## Problem statement
Your reply should reproduce each record precisely as written.

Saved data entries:
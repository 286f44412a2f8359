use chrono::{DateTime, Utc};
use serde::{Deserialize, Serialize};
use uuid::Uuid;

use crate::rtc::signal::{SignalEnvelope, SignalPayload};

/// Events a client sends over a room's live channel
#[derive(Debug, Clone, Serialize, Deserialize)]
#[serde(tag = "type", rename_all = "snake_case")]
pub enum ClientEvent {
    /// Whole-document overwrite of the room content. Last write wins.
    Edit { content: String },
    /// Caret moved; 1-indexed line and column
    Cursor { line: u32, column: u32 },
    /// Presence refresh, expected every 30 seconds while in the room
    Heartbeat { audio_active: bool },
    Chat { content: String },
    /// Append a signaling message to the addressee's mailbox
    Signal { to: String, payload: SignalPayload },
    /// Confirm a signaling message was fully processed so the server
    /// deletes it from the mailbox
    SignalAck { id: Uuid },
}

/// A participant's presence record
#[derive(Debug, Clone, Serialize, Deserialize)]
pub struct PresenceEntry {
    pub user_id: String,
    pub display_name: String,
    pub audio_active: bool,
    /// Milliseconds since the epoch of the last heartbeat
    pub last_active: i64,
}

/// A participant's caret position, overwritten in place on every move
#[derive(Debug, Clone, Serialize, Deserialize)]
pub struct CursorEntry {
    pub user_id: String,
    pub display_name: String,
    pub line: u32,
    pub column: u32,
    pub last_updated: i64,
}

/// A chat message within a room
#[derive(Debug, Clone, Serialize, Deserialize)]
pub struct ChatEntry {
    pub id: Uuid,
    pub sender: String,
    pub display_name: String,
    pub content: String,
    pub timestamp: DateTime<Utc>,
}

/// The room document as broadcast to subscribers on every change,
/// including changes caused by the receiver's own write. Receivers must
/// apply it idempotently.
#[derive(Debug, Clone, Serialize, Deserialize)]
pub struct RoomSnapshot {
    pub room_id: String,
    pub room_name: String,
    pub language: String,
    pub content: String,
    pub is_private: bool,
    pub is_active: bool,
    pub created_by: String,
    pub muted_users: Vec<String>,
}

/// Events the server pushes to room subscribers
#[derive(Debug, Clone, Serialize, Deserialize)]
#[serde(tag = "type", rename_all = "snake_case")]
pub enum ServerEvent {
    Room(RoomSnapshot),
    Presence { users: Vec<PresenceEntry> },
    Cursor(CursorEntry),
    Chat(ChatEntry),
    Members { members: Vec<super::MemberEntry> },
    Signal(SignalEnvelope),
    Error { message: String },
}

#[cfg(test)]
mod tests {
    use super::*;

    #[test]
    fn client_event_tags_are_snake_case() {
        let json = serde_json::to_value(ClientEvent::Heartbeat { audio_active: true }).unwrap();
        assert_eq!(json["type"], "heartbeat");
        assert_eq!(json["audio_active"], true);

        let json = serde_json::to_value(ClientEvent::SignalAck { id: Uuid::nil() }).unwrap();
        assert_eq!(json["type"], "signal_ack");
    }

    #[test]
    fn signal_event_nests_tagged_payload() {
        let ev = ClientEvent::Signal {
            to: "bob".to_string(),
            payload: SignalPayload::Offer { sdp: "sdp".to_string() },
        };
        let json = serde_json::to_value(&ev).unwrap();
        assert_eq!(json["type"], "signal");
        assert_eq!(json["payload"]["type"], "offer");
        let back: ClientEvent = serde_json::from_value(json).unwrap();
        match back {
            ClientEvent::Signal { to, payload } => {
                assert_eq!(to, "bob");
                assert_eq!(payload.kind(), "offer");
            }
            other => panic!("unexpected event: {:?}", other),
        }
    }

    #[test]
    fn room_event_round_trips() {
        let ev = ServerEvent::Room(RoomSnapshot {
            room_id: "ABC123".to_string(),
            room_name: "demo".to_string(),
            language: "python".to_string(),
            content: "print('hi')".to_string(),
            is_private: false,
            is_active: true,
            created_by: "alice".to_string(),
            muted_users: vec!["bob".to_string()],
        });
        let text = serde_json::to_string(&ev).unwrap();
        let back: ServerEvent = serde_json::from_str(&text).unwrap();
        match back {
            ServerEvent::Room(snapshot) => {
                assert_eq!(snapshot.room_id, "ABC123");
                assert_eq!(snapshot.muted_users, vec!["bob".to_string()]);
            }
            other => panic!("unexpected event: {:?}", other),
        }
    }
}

## Result of this exercise
repository 286f44412a2f8359
use chrono::{DateTime, Utc};
use serde::{Deserialize, Serialize};
use uuid::Uuid;

use crate::rtc::signal::{SignalEnvelope, SignalPayload};

/// Events a client sends over a room's live channel
#[derive(Debug, Clone, Serialize, Deserialize)]
#[serde(tag = "type", rename_all = "snake_case")]
pub enum ClientEvent {
    /// Whole-document overwrite of the room content. Last write wins.
    Edit { content: String },
    /// Caret moved; 1-indexed line and column
    Cursor { line: u32, column: u32 },
    /// Presence refresh, expected every 30 seconds while in the room
    Heartbeat { audio_active: bool },
    Chat { content: String },
    /// Append a signaling message to the addressee's mailbox
    Signal { to: String, payload: SignalPayload },
    /// Confirm a signaling message was fully processed so the server
    /// deletes it from the mailbox
    SignalAck { id: Uuid },
}

/// A participant's presence record
#[derive(Debug, Clone, Serialize, Deserialize)]
pub struct PresenceEntry {
    pub user_id: String,
    pub display_name: String,
    pub audio_active: bool,
    /// Milliseconds since the epoch of the last heartbeat
    pub last_active: i64,
}

/// A participant's caret position, overwritten in place on every move
#[derive(Debug, Clone, Serialize, Deserialize)]
pub struct CursorEntry {
    pub user_id: String,
    pub display_name: String,
    pub line: u32,
    pub column: u32,
    pub last_updated: i64,
}

/// A chat message within a room
#[derive(Debug, Clone, Serialize, Deserialize)]
pub struct ChatEntry {
    pub id: Uuid,
    pub sender: String,
    pub display_name: String,
    pub content: String,
    pub timestamp: DateTime<Utc>,
}

/// The room document as broadcast to subscribers on every change,
/// including changes caused by the receiver's own write. Receivers must
/// apply it idempotently.
#[derive(Debug, Clone, Serialize, Deserialize)]
pub struct RoomSnapshot {
    pub room_id: String,
    pub room_name: String,
    pub language: String,
    pub content: String,
    pub is_private: bool,
    pub is_active: bool,
    pub created_by: String,
    pub muted_users: Vec<String>,
}

/// Events the server pushes to room subscribers
#[derive(Debug, Clone, Serialize, Deserialize)]
#[serde(tag = "type", rename_all = "snake_case")]
pub enum ServerEvent {
    Room(RoomSnapshot),
    Presence { users: Vec<PresenceEntry> },
    Cursor(CursorEntry),
    Chat(ChatEntry),
    Members { members: Vec<super::MemberEntry> },
    Signal(SignalEnvelope),
    Error { message: String },
}

#[cfg(test)]
mod tests {
    use super::*;

    #[test]
    fn client_event_tags_are_snake_case() {
        let json = serde_json::to_value(ClientEvent::Heartbeat { audio_active: true }).unwrap();
        assert_eq!(json["type"], "heartbeat");
        assert_eq!(json["audio_active"], true);

        let json = serde_json::to_value(ClientEvent::SignalAck { id: Uuid::nil() }).unwrap();
        assert_eq!(json["type"], "signal_ack");
    }

    #[test]
    fn signal_event_nests_tagged_payload() {
        let ev = ClientEvent::Signal {
            to: "bob".to_string(),
            payload: SignalPayload::Offer { sdp: "sdp".to_string() },
        };
        let json = serde_json::to_value(&ev).unwrap();
        assert_eq!(json["type"], "signal");
        assert_eq!(json["payload"]["type"], "offer");
        let back: ClientEvent = serde_json::from_value(json).unwrap();
        match back {
            ClientEvent::Signal { to, payload } => {
                assert_eq!(to, "bob");
                assert_eq!(payload.kind(), "offer");
            }
            other => panic!("unexpected event: {:?}", other),
        }
    }

    #[test]
    fn room_event_round_trips() {
        let ev = ServerEvent::Room(RoomSnapshot {
            room_id: "ABC123".to_string(),
            room_name: "demo".to_string(),
            language: "python".to_string(),
            content: "print('hi')".to_string(),
            is_private: false,
            is_active: true,
            created_by: "alice".to_string(),
            muted_users: vec!["bob".to_string()],
        });
        let text = serde_json::to_string(&ev).unwrap();
        let back: ServerEvent = serde_json::from_str(&text).unwrap();
        match back {
            ServerEvent::Room(snapshot) => {
                assert_eq!(snapshot.room_id, "ABC123");
                assert_eq!(snapshot.muted_users, vec!["bob".to_string()]);
            }
            other => panic!("unexpected event: {:?}", other),
        }
    }
}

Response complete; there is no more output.